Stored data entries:
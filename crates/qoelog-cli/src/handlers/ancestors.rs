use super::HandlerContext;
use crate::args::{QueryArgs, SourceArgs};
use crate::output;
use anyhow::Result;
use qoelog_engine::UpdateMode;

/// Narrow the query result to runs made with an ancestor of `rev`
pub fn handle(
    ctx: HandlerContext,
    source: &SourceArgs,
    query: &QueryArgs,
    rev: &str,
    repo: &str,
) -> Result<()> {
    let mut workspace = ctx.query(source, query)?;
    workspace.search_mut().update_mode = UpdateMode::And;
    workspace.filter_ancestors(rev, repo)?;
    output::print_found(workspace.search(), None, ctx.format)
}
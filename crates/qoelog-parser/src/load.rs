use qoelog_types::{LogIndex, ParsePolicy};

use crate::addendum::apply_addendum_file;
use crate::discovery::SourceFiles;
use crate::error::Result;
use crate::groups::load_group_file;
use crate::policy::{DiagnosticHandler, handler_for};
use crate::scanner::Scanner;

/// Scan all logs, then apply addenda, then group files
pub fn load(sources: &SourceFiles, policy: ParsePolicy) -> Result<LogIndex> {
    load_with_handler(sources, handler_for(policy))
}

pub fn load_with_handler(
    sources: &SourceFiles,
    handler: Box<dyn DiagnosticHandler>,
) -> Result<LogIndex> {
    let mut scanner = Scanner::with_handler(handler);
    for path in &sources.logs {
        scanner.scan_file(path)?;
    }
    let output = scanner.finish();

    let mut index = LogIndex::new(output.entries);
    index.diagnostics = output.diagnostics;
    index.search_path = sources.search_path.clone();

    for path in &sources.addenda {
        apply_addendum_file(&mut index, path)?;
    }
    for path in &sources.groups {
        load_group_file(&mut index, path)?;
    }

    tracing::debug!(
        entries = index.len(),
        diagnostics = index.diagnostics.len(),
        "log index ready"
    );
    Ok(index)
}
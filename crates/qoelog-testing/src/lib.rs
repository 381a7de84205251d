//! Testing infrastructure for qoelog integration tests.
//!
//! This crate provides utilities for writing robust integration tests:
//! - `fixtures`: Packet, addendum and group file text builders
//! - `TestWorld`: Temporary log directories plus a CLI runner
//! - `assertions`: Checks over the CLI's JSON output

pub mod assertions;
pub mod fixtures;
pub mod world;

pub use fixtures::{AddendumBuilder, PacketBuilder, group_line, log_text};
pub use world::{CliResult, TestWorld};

---

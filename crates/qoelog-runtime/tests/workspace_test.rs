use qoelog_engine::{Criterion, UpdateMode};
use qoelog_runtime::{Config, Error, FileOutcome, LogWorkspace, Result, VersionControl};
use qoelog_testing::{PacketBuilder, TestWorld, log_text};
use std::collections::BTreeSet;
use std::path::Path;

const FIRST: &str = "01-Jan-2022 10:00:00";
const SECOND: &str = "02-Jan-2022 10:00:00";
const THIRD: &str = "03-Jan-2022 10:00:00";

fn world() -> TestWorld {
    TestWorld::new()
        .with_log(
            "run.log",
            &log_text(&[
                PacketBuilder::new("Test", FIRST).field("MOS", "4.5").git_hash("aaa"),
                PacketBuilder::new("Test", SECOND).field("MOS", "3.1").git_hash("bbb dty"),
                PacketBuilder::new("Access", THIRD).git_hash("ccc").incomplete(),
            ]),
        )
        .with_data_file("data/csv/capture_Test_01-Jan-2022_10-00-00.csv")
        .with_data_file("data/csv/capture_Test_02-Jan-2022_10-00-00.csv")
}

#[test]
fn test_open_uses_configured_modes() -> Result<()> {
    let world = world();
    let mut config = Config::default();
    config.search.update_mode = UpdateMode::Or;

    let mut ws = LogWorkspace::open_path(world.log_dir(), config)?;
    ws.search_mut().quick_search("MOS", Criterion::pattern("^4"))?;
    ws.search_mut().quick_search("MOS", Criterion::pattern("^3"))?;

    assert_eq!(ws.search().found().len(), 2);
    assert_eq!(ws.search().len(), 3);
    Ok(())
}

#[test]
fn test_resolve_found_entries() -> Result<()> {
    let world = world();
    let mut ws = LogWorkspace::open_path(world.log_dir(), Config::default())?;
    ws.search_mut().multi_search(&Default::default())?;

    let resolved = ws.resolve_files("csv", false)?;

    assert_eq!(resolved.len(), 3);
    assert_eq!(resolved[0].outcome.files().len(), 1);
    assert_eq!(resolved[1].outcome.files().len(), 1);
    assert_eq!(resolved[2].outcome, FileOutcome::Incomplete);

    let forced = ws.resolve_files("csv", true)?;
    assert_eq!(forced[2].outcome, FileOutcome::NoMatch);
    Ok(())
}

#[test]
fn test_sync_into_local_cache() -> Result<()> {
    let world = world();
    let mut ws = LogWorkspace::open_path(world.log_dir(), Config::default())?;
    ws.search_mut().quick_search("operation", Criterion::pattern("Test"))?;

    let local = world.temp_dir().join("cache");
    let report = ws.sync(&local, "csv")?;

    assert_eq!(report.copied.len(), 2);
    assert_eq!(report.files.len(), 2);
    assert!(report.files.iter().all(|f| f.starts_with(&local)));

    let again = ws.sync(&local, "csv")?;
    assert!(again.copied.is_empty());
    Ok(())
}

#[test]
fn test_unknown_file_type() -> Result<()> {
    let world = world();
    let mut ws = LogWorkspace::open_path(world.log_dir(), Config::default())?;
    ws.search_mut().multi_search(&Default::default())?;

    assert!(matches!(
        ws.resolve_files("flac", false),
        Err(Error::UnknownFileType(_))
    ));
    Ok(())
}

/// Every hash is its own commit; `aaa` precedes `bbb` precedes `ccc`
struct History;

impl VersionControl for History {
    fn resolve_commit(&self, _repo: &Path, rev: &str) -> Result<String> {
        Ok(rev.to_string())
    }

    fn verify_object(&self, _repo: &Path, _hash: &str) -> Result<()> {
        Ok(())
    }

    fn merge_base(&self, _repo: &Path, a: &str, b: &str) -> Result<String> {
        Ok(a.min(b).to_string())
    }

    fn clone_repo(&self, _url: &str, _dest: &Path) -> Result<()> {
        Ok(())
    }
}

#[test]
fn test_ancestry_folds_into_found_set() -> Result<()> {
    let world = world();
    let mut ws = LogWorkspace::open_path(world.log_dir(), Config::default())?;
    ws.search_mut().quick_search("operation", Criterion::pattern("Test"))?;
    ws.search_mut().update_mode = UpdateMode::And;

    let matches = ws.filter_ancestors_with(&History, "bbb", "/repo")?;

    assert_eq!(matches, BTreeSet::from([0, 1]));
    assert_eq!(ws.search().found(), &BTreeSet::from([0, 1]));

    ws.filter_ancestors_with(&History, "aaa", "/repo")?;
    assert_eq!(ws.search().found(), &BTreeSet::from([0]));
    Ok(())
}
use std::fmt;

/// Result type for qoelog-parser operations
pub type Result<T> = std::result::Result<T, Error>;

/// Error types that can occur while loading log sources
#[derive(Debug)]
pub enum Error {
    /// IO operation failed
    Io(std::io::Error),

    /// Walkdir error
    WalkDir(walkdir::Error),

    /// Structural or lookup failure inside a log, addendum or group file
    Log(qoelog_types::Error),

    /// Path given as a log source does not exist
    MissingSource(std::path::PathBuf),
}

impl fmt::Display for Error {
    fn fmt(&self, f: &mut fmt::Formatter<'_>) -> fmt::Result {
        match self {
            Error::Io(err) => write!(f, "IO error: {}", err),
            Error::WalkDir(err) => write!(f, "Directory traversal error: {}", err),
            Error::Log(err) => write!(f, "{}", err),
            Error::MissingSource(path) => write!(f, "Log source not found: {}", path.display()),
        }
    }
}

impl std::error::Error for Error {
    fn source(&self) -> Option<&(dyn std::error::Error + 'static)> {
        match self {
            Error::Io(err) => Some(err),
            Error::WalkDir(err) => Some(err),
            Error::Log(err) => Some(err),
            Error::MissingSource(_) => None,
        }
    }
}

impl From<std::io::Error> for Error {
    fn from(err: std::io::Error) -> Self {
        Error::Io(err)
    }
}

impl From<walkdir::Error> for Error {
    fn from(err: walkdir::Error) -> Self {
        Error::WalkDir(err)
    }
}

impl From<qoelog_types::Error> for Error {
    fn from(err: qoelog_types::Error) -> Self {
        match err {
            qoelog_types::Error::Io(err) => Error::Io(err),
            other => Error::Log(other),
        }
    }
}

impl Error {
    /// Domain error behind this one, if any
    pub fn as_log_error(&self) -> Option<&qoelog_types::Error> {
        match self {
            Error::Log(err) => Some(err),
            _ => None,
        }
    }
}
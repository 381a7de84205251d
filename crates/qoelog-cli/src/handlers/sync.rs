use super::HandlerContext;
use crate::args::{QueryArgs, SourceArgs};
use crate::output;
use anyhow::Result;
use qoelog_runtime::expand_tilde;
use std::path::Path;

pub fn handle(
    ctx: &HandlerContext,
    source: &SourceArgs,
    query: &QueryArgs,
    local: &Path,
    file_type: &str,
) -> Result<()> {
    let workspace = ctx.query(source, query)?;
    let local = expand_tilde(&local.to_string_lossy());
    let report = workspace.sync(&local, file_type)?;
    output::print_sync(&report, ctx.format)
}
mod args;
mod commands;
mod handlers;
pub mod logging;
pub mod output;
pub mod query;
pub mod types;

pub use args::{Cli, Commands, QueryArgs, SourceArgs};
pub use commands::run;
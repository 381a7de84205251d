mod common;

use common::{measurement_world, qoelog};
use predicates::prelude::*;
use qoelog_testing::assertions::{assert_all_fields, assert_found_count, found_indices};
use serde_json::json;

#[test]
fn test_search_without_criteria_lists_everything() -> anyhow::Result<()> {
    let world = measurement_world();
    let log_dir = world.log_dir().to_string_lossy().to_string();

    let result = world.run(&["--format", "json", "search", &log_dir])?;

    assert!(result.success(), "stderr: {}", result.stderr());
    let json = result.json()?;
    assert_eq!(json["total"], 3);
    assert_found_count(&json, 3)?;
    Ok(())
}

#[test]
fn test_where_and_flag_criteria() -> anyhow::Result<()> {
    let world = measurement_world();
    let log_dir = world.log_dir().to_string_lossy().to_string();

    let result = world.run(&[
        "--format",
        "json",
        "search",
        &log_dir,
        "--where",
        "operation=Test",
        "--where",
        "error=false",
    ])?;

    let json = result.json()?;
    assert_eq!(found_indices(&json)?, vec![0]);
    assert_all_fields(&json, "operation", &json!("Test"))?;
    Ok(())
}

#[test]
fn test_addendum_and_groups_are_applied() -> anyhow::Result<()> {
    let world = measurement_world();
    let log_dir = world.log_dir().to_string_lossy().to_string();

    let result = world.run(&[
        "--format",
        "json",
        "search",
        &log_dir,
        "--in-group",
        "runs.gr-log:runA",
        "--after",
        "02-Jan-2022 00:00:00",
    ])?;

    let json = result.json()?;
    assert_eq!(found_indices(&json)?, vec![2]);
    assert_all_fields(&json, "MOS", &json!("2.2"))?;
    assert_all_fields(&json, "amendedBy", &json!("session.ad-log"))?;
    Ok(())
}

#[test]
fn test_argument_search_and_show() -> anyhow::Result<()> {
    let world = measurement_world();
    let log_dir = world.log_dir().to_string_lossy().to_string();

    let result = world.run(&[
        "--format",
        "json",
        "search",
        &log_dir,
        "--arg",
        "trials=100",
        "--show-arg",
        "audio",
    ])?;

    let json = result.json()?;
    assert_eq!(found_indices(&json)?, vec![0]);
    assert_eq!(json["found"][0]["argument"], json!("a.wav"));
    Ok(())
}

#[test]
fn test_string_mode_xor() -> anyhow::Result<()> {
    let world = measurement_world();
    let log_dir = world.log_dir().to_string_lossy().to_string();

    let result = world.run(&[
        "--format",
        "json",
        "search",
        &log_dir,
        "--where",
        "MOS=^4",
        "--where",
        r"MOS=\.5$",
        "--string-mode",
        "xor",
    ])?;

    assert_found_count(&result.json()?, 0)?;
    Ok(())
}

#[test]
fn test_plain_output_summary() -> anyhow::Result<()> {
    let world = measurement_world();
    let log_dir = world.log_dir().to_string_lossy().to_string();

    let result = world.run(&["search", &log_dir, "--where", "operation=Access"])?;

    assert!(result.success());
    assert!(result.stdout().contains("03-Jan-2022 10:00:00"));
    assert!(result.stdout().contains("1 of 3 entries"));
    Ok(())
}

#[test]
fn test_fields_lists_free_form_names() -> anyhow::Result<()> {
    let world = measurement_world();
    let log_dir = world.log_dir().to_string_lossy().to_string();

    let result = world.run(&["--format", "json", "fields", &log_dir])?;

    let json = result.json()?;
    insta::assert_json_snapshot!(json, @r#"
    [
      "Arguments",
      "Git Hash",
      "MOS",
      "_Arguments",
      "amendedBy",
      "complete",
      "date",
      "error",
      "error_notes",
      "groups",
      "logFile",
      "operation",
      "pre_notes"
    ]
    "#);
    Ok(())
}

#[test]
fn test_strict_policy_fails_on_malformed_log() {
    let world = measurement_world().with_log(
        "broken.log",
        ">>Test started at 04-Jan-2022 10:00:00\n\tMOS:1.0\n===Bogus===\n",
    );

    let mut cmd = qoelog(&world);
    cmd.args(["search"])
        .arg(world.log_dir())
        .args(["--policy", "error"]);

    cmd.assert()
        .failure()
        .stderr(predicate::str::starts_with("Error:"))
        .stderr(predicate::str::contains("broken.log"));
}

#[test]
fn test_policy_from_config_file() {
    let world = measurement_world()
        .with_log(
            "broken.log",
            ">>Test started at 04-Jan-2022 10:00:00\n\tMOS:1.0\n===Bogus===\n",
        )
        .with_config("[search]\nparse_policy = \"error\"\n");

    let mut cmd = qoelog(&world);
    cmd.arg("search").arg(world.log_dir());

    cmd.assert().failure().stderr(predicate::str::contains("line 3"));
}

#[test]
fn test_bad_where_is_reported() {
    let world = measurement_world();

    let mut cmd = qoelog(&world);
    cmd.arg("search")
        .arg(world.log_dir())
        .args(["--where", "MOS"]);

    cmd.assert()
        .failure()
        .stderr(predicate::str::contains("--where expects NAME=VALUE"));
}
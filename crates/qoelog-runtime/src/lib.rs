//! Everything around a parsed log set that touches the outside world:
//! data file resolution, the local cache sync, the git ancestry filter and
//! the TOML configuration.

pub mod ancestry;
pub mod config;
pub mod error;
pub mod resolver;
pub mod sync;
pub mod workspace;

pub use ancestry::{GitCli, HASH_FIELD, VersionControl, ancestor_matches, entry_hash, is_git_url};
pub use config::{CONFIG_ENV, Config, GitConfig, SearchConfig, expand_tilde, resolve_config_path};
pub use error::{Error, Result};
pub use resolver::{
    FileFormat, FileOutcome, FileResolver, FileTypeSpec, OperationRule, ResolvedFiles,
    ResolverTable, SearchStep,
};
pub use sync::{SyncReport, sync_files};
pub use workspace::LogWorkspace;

ASSIGNED TASK =>
Return exactly, and only, the lines above starting at the line that contains "for qoelog-parser operations" and ending at the line that contains "or group file".

THE ANSWER =>
/// Result type for qoelog-parser operations
pub type Result<T> = std::result::Result<T, Error>;

/// Error types that can occur while loading log sources
#[derive(Debug)]
pub enum Error {
    /// IO operation failed
    Io(std::io::Error),

    /// Walkdir error
    WalkDir(walkdir::Error),

    /// Structural or lookup failure inside a log, addendum or group file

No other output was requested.